JMP posted this as a comment, I thought it deserved more daylight:
I'd love to see the Mets upgrade their online ticket offerings, as there are going to be fewer tickets on StubHub this year, and those of us who have relied on StubHub recently have gotten spoiled with their system.
The Mets online ticketing system assumes it knows better than you. You tell it how many tickets you want at a particular price range or range of seats, and it offers you the best seats available. It gives absolutely no flexibility. It gives you no opportunity to express a preference for the first or third base side when talking about tickets that are available on either side. It gives you no opportunity to express any kind of preference.
People have different taste in tickets, and the Mets should use software that allows people to buy tickets based on those preferences.
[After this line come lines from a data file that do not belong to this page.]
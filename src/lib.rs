//! # support-spots
//!
//! Auto-support analyzer for layer-by-layer additive manufacturing (FDM/FFF).
//!
//! Given a sliced object (a stack of planar layers, each containing extrusion
//! paths: perimeters and infill), the analyzer decides where additional
//! support material must be anchored so that:
//!
//! - freshly deposited extrusions do not sag or flap in mid-air, and
//! - the partially built part, viewed as a rigid body rooted at the build
//!   plate, does not tip, twist or peel off under gravity and extruder-head
//!   forces.
//!
//! Two coupled analyses run over the layer stack:
//!
//! 1. **Local stability**: per-layer inspection of each extrusion segment.
//!    Segments far from any supporting feature on the layer below are
//!    bridging; sustained bridging combined with curvature is anchored with a
//!    support point. A running malformation score tracks cumulative shape
//!    degradation and propagates upward.
//! 2. **Global stability**: a layered island/part graph is built from the
//!    layers. Each connected part is modeled as a body with accumulated mass,
//!    a bed-anchor footprint and a weakest connection to the substrate below.
//!    While each outermost line of a layer is hypothetically extruded, a
//!    moment balance is computed; a positive net destabilizing torque plants
//!    a support point at a pivot-adjacent site.
//!
//! The analyzer is a conservative heuristic, not an optimizer: it never
//! computes support geometry and does not guarantee a minimal support count.
//!
//! # Example
//!
//! ```ignore
//! use support_spots::{full_search, Params, PrintObject};
//!
//! let object: PrintObject = build_sliced_object();
//! let issues = full_search(&object, &Params::default());
//! for sp in &issues.support_points {
//!     println!("support at {:?} (force {})", sp.position, sp.force);
//! }
//! ```

pub mod extrusion;
pub mod flow;
pub mod geometry;
pub mod grid;
pub mod object;
pub mod stability;

/// Tolerance for near-zero area/volume guards in accumulator consumers.
///
/// Any divide by an accumulated area or volume must check against this first;
/// the consumer then yields a conservative "stable" verdict instead.
pub const EPSILON: f32 = 1e-4;

pub use extrusion::{EntityId, ExtrusionEntity, ExtrusionLine, ExtrusionPath, ExtrusionRole};
pub use flow::{Flow, FlowRole, RegionFlows};
pub use geometry::{Vec2f, Vec3f};
pub use object::{Layer, LayerRegion, PrintObject};
pub use stability::{full_search, full_search_cancellable, quick_search, Issues, Params, SupportPoint};
//! Island reckoning: classify a layer's lines into islands, accumulate their
//! moments, and connect them to the islands of the layer below.
//!
//! Islands are seeded from external perimeters: each one starts as a
//! candidate island, inner extrusions are assigned by a signed containment
//! test, and candidates embedded within another candidate (holes) are merged
//! away. The finished layer is rasterized with per-island ids and compared
//! pixel by pixel against the previous layer's raster; every shared pixel
//! feeds area and moment accumulators of the connection edge between the two
//! islands.

use crate::extrusion::{EntityId, EntityTable, ExtrusionLine, ExtrusionRole};
use crate::flow::FlowRole;
use crate::geometry::{Vec2f, Vec2i, Vec3f};
use crate::grid::{PixelGrid, NULL_ISLAND};
use crate::object::Layer;
use crate::stability::distancer::LinesDistancer;
use rayon::prelude::*;
use serde::{Deserialize, Serialize};
use std::collections::BTreeMap;
use tracing::warn;

/// Overlap edge between an island and one island of the layer below:
/// accumulated contact area with its first and second moments.
///
/// Additive: merging two connections is plain accumulator addition.
#[derive(Clone, Copy, Debug, Default, PartialEq, Serialize, Deserialize)]
pub struct IslandConnection {
    pub area: f32,
    pub centroid_accumulator: Vec3f,
    pub second_moment_of_area_accumulator: Vec2f,
}

impl IslandConnection {
    pub fn add(&mut self, other: &IslandConnection) {
        self.area += other.area;
        self.centroid_accumulator += other.centroid_accumulator;
        self.second_moment_of_area_accumulator += other.second_moment_of_area_accumulator;
    }

    /// Crude strength proxy used to pick the weaker of two connections: the
    /// smaller footprint variance, discounted by the lever arm from the
    /// connection down to the current layer.
    pub(crate) fn strength_estimate(&self, layer_z: f32) -> f32 {
        let centroid = self.centroid_accumulator / self.area;
        let min_variance = (self.second_moment_of_area_accumulator / self.area
            - centroid.xy().component_mul(centroid.xy()))
        .min_component();
        let arm_len_estimate = (layer_z - self.centroid_accumulator.z / self.area).max(1.1);
        min_variance / arm_len_estimate
    }
}

/// One island: a maximal set of extrusions on a single layer connected
/// through external perimeters and containment.
#[derive(Clone, Debug, Default)]
pub struct Island {
    /// Overlap edges to the previous layer, keyed by previous island index.
    /// Ordered so every downstream walk over connections is deterministic.
    pub connected_islands: BTreeMap<usize, IslandConnection>,
    pub volume: f32,
    pub volume_centroid_accumulator: Vec3f,
    /// Anchor footprint: populated from every segment on the base layer, or
    /// from segments that received a local support point on any other layer.
    pub sticking_area: f32,
    pub sticking_centroid_accumulator: Vec3f,
    pub sticking_second_moment_of_area_accumulator: Vec2f,
    /// The island's seeding (external perimeter) lines; the global pass
    /// walks these when placing supports.
    pub external_lines: Vec<ExtrusionLine>,
}

/// All islands of one layer.
#[derive(Clone, Debug, Default)]
pub struct LayerIslands {
    pub islands: Vec<Island>,
    pub layer_z: f32,
}

/// Group consecutive lines sharing an entity handle into `[start, end)`
/// ranges: one range per connected extrusion path.
fn group_extrusions(layer_lines: &[ExtrusionLine]) -> Vec<(usize, usize)> {
    let mut extrusions: Vec<(usize, usize)> = Vec::new();
    let mut current: Option<EntityId> = None;
    for (lidx, line) in layer_lines.iter().enumerate() {
        match extrusions.last_mut() {
            Some(last) if current == Some(line.entity) => last.1 = lidx + 1,
            _ => {
                extrusions.push((lidx, lidx + 1));
                current = Some(line.entity);
            }
        }
    }
    extrusions
}

/// Classify the layer's lines into islands and rasterize them.
///
/// `current_grid` is cleared and refilled with the new island ids; the
/// caller rolls it into the previous-grid slot afterwards. The previous
/// raster defines the comparison frame for the connection sweep.
pub(crate) fn reckon_islands(
    layer: &Layer,
    first_layer: bool,
    prev_grid: &PixelGrid,
    current_grid: &mut PixelGrid,
    layer_lines: &[ExtrusionLine],
    table: &EntityTable,
) -> LayerIslands {
    let mut result = LayerIslands {
        islands: Vec::new(),
        layer_z: layer.slice_z,
    };
    current_grid.clear();

    let extrusions = group_extrusions(layer_lines);

    // Island candidates, one per external perimeter. Some will disappear
    // again (holes).
    let mut islands: Vec<LinesDistancer> = Vec::new();
    let mut island_extrusions: Vec<Vec<usize>> = Vec::new();
    for (e, &(start, end)) in extrusions.iter().enumerate() {
        if table.role(layer_lines[start].entity) == ExtrusionRole::ExternalPerimeter {
            islands.push(LinesDistancer::new(layer_lines[start..end].to_vec()));
            island_extrusions.push(vec![e]);
        }
    }
    // External perimeters may all have been reclassified (e.g. pure overhang
    // perimeters), so there is no way to seed with certainty. Make the first
    // extrusion the island; it may be wrong, but it is safe.
    if islands.is_empty() && !extrusions.is_empty() {
        warn!("no external perimeter on layer, seeding island from first extrusion");
        let (start, end) = extrusions[0];
        islands.push(LinesDistancer::new(layer_lines[start..end].to_vec()));
        island_extrusions.push(vec![0]);
    }

    // Assign the remaining extrusions to the first island containing their
    // first point; unassigned ones fall into island 0.
    for (e, &(start, _)) in extrusions.iter().enumerate() {
        if table.role(layer_lines[start].entity) == ExtrusionRole::ExternalPerimeter {
            continue;
        }
        let probe = layer_lines[start].a;
        match islands
            .iter()
            .position(|island| island.signed_distance(probe) < 0.0)
        {
            Some(i) => island_extrusions[i].push(e),
            None => island_extrusions[0].push(e),
        }
    }

    // Merge islands embedded within each other, mainly holes.
    for i in 0..islands.len() {
        for j in 0..islands.len() {
            if i == j || island_extrusions[j].is_empty() {
                continue;
            }
            let probe = islands[j].lines()[0].a;
            if islands[i].signed_distance(probe) < 0.0 {
                let absorbed = std::mem::take(&mut island_extrusions[j]);
                island_extrusions[i].extend(absorbed);
            }
        }
    }

    let flow_width = layer
        .regions
        .first()
        .map_or(0.0, |r| r.flows.flow(FlowRole::ExternalPerimeter).width());

    // Build the surviving islands and their accumulators.
    let mut line_to_island: Vec<usize> = vec![NULL_ISLAND; layer_lines.len()];
    for island_ex in &island_extrusions {
        let Some(&seed) = island_ex.first() else {
            continue;
        };
        let mut island = Island {
            external_lines: layer_lines[extrusions[seed].0..extrusions[seed].1].to_vec(),
            ..Island::default()
        };
        for &extrusion_idx in island_ex {
            let (start, end) = extrusions[extrusion_idx];
            for lidx in start..end {
                line_to_island[lidx] = result.islands.len();
                let line = &layer_lines[lidx];
                let volume = table.min_mm3_per_mm(line.entity) * line.len;
                island.volume += volume;
                let middle = (line.a + line.b) * 0.5;
                island.volume_centroid_accumulator += middle.to_3d(layer.slice_z) * volume;

                if first_layer {
                    let sticking_area = line.len * flow_width;
                    island.sticking_area += sticking_area;
                    island.sticking_centroid_accumulator +=
                        middle.to_3d(layer.slice_z) * sticking_area;
                    island.sticking_second_moment_of_area_accumulator +=
                        middle.component_mul(middle) * sticking_area;
                } else if line.support_point_generated {
                    let sticking_area = line.len * flow_width;
                    island.sticking_area += sticking_area;
                    island.sticking_centroid_accumulator +=
                        line.b.to_3d(layer.slice_z) * sticking_area;
                    island.sticking_second_moment_of_area_accumulator +=
                        line.b.component_mul(line.b) * sticking_area;
                }
            }
        }
        result.islands.push(island);
    }

    // Rasterize the layer with its island ids. Parallel last-write-wins
    // stores: all lines of one island carry the same id, so whichever write
    // lands on a shared cell the connection sweep below sees the same graph.
    {
        let grid: &PixelGrid = current_grid;
        layer_lines.par_iter().enumerate().for_each(|(lidx, line)| {
            grid.distribute_edge(line.a, line.b, line_to_island[lidx]);
        });
    }

    // Compare the rasters: every pixel occupied on both layers feeds the
    // connection edge between the two islands.
    let pixel_area = current_grid.pixel_area();
    for x in 0..current_grid.pixel_count().x {
        for y in 0..current_grid.pixel_count().y {
            let coords = Vec2i::new(x, y);
            let current = current_grid.get_pixel(coords);
            let previous = prev_grid.get_pixel(coords);
            if current != NULL_ISLAND && previous != NULL_ISLAND {
                let center = current_grid.get_pixel_center(coords);
                let connection = result.islands[current]
                    .connected_islands
                    .entry(previous)
                    .or_default();
                connection.area += pixel_area;
                connection.centroid_accumulator += center.to_3d(result.layer_z) * pixel_area;
                connection.second_moment_of_area_accumulator +=
                    center.component_mul(center) * pixel_area;
            }
        }
    }

    result
}
//! Support-spot analysis: decides where support material must be anchored.
//!
//! Two passes run over the sliced object:
//!
//! - the **local pass** ([`local`]) walks every perimeter (and gap-fill /
//!   bridge-infill) path of every layer against the lines of the layer below,
//!   anchoring sustained bridges and tracking malformation;
//! - the **global pass** ([`global`]) builds a layered island/part graph
//!   ([`islands`], [`parts`]) and runs a rigid-body torque balance per
//!   outermost line, planting supports where the balance goes unstable.
//!
//! The pipeline is sequential across layers (each layer's island graph
//! depends on the previous raster) while rasterization within a layer is
//! data parallel. For a fixed input the output support-point sequence is
//! deterministic.
//!
//! The analyzer never fails: every degenerate input (empty object, empty
//! layer, zero-length segment) is quietly tolerated and the outcome is always
//! a, possibly empty, list of support points.

pub mod distancer;
#[cfg(feature = "debug-dumps")]
pub mod dump;
pub mod global;
pub mod islands;
pub mod local;
pub mod parts;

use crate::extrusion::{EntityTable, ExtrusionEntity, ExtrusionLine, ExtrusionRole};
use crate::flow::{FlowRole, RegionFlows};
use crate::geometry::Vec3f;
use crate::grid::{PixelGrid, SupportGridFilter};
use crate::object::PrintObject;
use distancer::LinesDistancer;
use global::check_global_stability;
use islands::{reckon_islands, LayerIslands};
use local::check_entity_stability;
use serde::{Deserialize, Serialize};
use std::mem;
use tracing::debug;

/// Tuning knobs of the analysis. All lengths in mm, masses in g, forces in
/// the implied g·mm/s² unit system.
#[derive(Clone, Debug, PartialEq, Serialize, Deserialize)]
pub struct Params {
    /// Maximum unsupported distance an extrusion may travel before a support
    /// is anchored; also the re-sampling cadence of the local analysis.
    pub bridge_distance: f32,
    /// How strongly accumulated curvature shortens the tolerable bridge
    /// distance: the threshold becomes
    /// `bridge_distance / (1 + max_curvature · factor / π)`.
    pub bridge_distance_decrease_by_curvature_factor: f32,
    /// Spacing gate of the global pass: external lines closer than this to
    /// the previous checked spot are skipped (unless malformed).
    pub min_distance_between_support_points: f32,
    /// Radius of the disk footprint a planted support contributes to the
    /// part's anchor moments.
    pub support_points_interface_radius: f32,
    /// Filament density, g/mm³.
    pub filament_density: f32,
    /// Gravitational acceleration.
    pub gravity_constant: f32,
    /// Worst-case print-move acceleration, mm/s².
    pub max_acceleration: f32,
    /// Nominal force the extruder tip exerts on the part while printing.
    pub standard_extruder_conflict_force: f32,
    /// Extra conflict force added in full for malformation ≥ 1.
    pub malformations_additive_conflict_extruder_force: f32,
    /// Yield strength of the first-layer bed adhesion.
    pub bed_adhesion_yield_strength: f32,
    /// Yield strength of an inter-layer material joint.
    pub material_yield_strength: f32,
}

impl Default for Params {
    fn default() -> Self {
        Self {
            bridge_distance: 2.0,
            bridge_distance_decrease_by_curvature_factor: 5.0,
            min_distance_between_support_points: 1.0,
            support_points_interface_radius: 0.6,
            filament_density: 1.25e-3,
            gravity_constant: 9.81,
            max_acceleration: 1000.0,
            standard_extruder_conflict_force: 10.0,
            malformations_additive_conflict_extruder_force: 5.0,
            bed_adhesion_yield_strength: 0.018,
            material_yield_strength: 0.008,
        }
    }
}

/// A place where support material must be anchored.
#[derive(Clone, Copy, Debug, PartialEq, Serialize, Deserialize)]
pub struct SupportPoint {
    pub position: Vec3f,
    /// Instability force estimate; 0 for supports anchoring local bridges,
    /// positive (useful for ranking) for global stability supports.
    pub force: f32,
    /// Direction of the destabilizing push: straight down for bridges, the
    /// extrusion direction for global supports.
    pub direction: Vec3f,
}

impl SupportPoint {
    pub fn new(position: Vec3f, force: f32, direction: Vec3f) -> Self {
        Self {
            position,
            force,
            direction,
        }
    }
}

/// Everything the analysis found. Ordering is deterministic: global supports
/// first, then local ones, each in layer order then entity order.
#[derive(Clone, Debug, Default, PartialEq, Serialize, Deserialize)]
pub struct Issues {
    pub support_points: Vec<SupportPoint>,
}

/// Flow width applicable to an extrusion of the given role.
///
/// Bridge infill is laid at external-perimeter flow; gap fill and internal
/// infill use the infill flow; anything unclassified falls back to perimeter
/// flow.
pub(crate) fn flow_width_for_role(flows: &RegionFlows, role: ExtrusionRole) -> f32 {
    let flow_role = match role {
        ExtrusionRole::BridgeInfill => FlowRole::ExternalPerimeter,
        ExtrusionRole::ExternalPerimeter => FlowRole::ExternalPerimeter,
        ExtrusionRole::GapFill => FlowRole::Infill,
        ExtrusionRole::Perimeter => FlowRole::Perimeter,
        ExtrusionRole::SolidInfill => FlowRole::SolidInfill,
        ExtrusionRole::InternalInfill => FlowRole::Infill,
        ExtrusionRole::TopSolidInfill => FlowRole::TopSolidInfill,
        _ => FlowRole::Perimeter,
    };
    flows.flow(flow_role).width()
}

/// Flatten an entity into raw vertex-pair lines, registering each contained
/// path in the table. Loops get their closing segment when `close_loops` is
/// set (perimeters on the base layer).
fn flatten_paths(
    entity: &ExtrusionEntity,
    table: &mut EntityTable,
    lines_out: &mut Vec<ExtrusionLine>,
    close_loops: bool,
) {
    entity.for_each_path(&mut |path| {
        if path.points.len() < 2 {
            return;
        }
        let id = table.register(path.role, path.mm3_per_mm);
        for pair in path.points.windows(2) {
            lines_out.push(ExtrusionLine::new(pair[0], pair[1], id));
        }
        if close_loops && path.closed {
            let first = path.points[0];
            let last = path.points[path.points.len() - 1];
            lines_out.push(ExtrusionLine::new(last, first, id));
        }
    });
}

/// Route a fill entity: gap fill and bridge infill get the full local
/// stability treatment, everything else feeds raw lines into the reckoner.
#[allow(clippy::too_many_arguments)]
fn dispatch_fill(
    entity: &ExtrusionEntity,
    table: &mut EntityTable,
    layer_lines: &mut Vec<ExtrusionLine>,
    layer_z: f32,
    flows: &RegionFlows,
    prev_layer_lines: &LinesDistancer,
    issues: &mut Issues,
    params: &Params,
) {
    match entity {
        ExtrusionEntity::Collection(children) => {
            for child in children {
                dispatch_fill(
                    child,
                    table,
                    layer_lines,
                    layer_z,
                    flows,
                    prev_layer_lines,
                    issues,
                    params,
                );
            }
        }
        ExtrusionEntity::Path(path) => match path.role {
            ExtrusionRole::GapFill | ExtrusionRole::BridgeInfill => check_entity_stability(
                entity,
                table,
                layer_lines,
                layer_z,
                flows,
                prev_layer_lines,
                issues,
                params,
            ),
            _ => flatten_paths(entity, table, layer_lines, false),
        },
    }
}

/// Run the local pass over all layers and build the layered island graph.
///
/// Returns the local issues (bridging supports) and the graph the global
/// pass consumes. `interrupt` is polled at layer boundaries; when it returns
/// true the walk stops and the partial results are returned.
pub fn check_extrusions_and_build_graph<F: Fn() -> bool>(
    object: &PrintObject,
    params: &Params,
    interrupt: F,
) -> (Issues, Vec<LayerIslands>) {
    let mut issues = Issues::default();
    let mut islands_graph: Vec<LayerIslands> = Vec::new();

    if object.layer_count() == 0 {
        return (issues, islands_graph);
    }
    // The raster resolution follows the widest structural extrusion.
    let Some(flow_width) = object
        .layers()
        .iter()
        .rev()
        .find_map(|l| l.regions.first())
        .map(|r| r.flows.flow(FlowRole::ExternalPerimeter).width())
    else {
        return (issues, islands_graph);
    };
    if flow_width <= 0.0 {
        return (issues, islands_graph);
    }

    let mut layer_lines: Vec<ExtrusionLine> = Vec::new();
    let mut table = EntityTable::new();
    let mut prev_grid = PixelGrid::new(object, flow_width);
    let mut current_grid = PixelGrid::new(object, flow_width);

    // Base layer: everything lands on the bed, so no local analysis; all
    // lines (perimeter loops closed) feed the reckoner directly.
    let layer = &object.layers()[0];
    for region in &layer.regions {
        for entity in &region.perimeters {
            flatten_paths(entity, &mut table, &mut layer_lines, true);
        }
        for entity in &region.fills {
            flatten_paths(entity, &mut table, &mut layer_lines, false);
        }
    }
    let layer_islands = reckon_islands(
        layer,
        true,
        &prev_grid,
        &mut current_grid,
        &layer_lines,
        &table,
    );
    debug!(
        layer = 0,
        islands = layer_islands.islands.len(),
        "reckoned base layer"
    );
    islands_graph.push(layer_islands);
    let mut prev_layer_lines = LinesDistancer::new(mem::take(&mut layer_lines));
    mem::swap(&mut prev_grid, &mut current_grid);

    for layer_idx in 1..object.layer_count() {
        if interrupt() {
            debug!(layer = layer_idx, "analysis interrupted, returning partial results");
            return (issues, islands_graph);
        }
        table.clear();
        let layer = &object.layers()[layer_idx];
        for region in &layer.regions {
            for entity in &region.perimeters {
                check_entity_stability(
                    entity,
                    &mut table,
                    &mut layer_lines,
                    layer.slice_z,
                    &region.flows,
                    &prev_layer_lines,
                    &mut issues,
                    params,
                );
            }
            for entity in &region.fills {
                dispatch_fill(
                    entity,
                    &mut table,
                    &mut layer_lines,
                    layer.slice_z,
                    &region.flows,
                    &prev_layer_lines,
                    &mut issues,
                    params,
                );
            }
        }
        let layer_islands = reckon_islands(
            layer,
            false,
            &prev_grid,
            &mut current_grid,
            &layer_lines,
            &table,
        );
        debug!(
            layer = layer_idx,
            islands = layer_islands.islands.len(),
            "reckoned layer"
        );
        islands_graph.push(layer_islands);
        prev_layer_lines = LinesDistancer::new(mem::take(&mut layer_lines));
        mem::swap(&mut prev_grid, &mut current_grid);
    }

    (issues, islands_graph)
}

/// Run the full analysis: local pass, island graph, global pass.
///
/// The returned support points hold the global (part stability) points
/// first, followed by the local (bridging) points.
pub fn full_search(object: &PrintObject, params: &Params) -> Issues {
    full_search_cancellable(object, params, || false)
}

/// [`full_search`] with a cooperative cancellation probe, polled between
/// layers; on interruption the partial issue list gathered so far is
/// returned.
pub fn full_search_cancellable<F: Fn() -> bool>(
    object: &PrintObject,
    params: &Params,
    interrupt: F,
) -> Issues {
    let (local_issues, islands_graph) = check_extrusions_and_build_graph(object, params, interrupt);
    let presence_grid = SupportGridFilter::new(object, params.min_distance_between_support_points);
    let mut issues = check_global_stability(presence_grid, &islands_graph, params);

    #[cfg(feature = "debug-dumps")]
    {
        if let Err(err) = dump::write_support_points_obj(
            &dump::debug_out_path("local_issues_supports.obj"),
            &local_issues,
        ) {
            tracing::warn!("debug dump failed: {err}");
        }
        if let Err(err) =
            dump::write_support_points_obj(&dump::debug_out_path("global_issues_supports.obj"), &issues)
        {
            tracing::warn!("debug dump failed: {err}");
        }
    }

    issues.support_points.extend(local_issues.support_points);
    issues
}

/// Fast, possibly empty, screen for support-needing layers.
///
/// The contract allows an empty answer; the current implementation always
/// returns one.
pub fn quick_search(_object: &PrintObject, _params: &Params) -> Vec<usize> {
    Vec::new()
}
For some people, the best seat available means as close to the field as possible, no matter what side of the field, even in the outfield, while for others, the last row of the upper deck behind the plate is a better seat than anywhere down the line, no matter how close to the field. Some people like aisle seats, others hate having people climb over them constantly.
Those of us who have been using StubHub have seen a better system. StubHub shows you which sections have availability, and which rows within a section. It's not perfect, but it's much better than the system the Mets currently use.
If the Mets wanted to take a quantum leap, they should look at the system used by one of their namesakes. The Metropolitan Opera uses a fantastic online ticketing system that lets ticket buyers choose a section, then see a seating chart showing exactly which seats are available and which are taken for the performance for which they're buying tickets. They even mark some seats as partial view, discounting them accordingly. It gives the ticket buyer maximum flexibility, and respects that just like baseball fans, different opera fans have different seating preferences. (And I always find that among opera fans who like sports, they're overwhelmingly baseball fans.)
Adding that kind of flexibility might actually help the Mets sell a few tickets to people who wouldn't otherwise buy them...
To this point, I looked at what the Mets were offering as 15 game plans. Why would I give them a $100 deposit when I don't know what my seat will look like? Maybe I don't want plexiglass in my face? Good call JMP.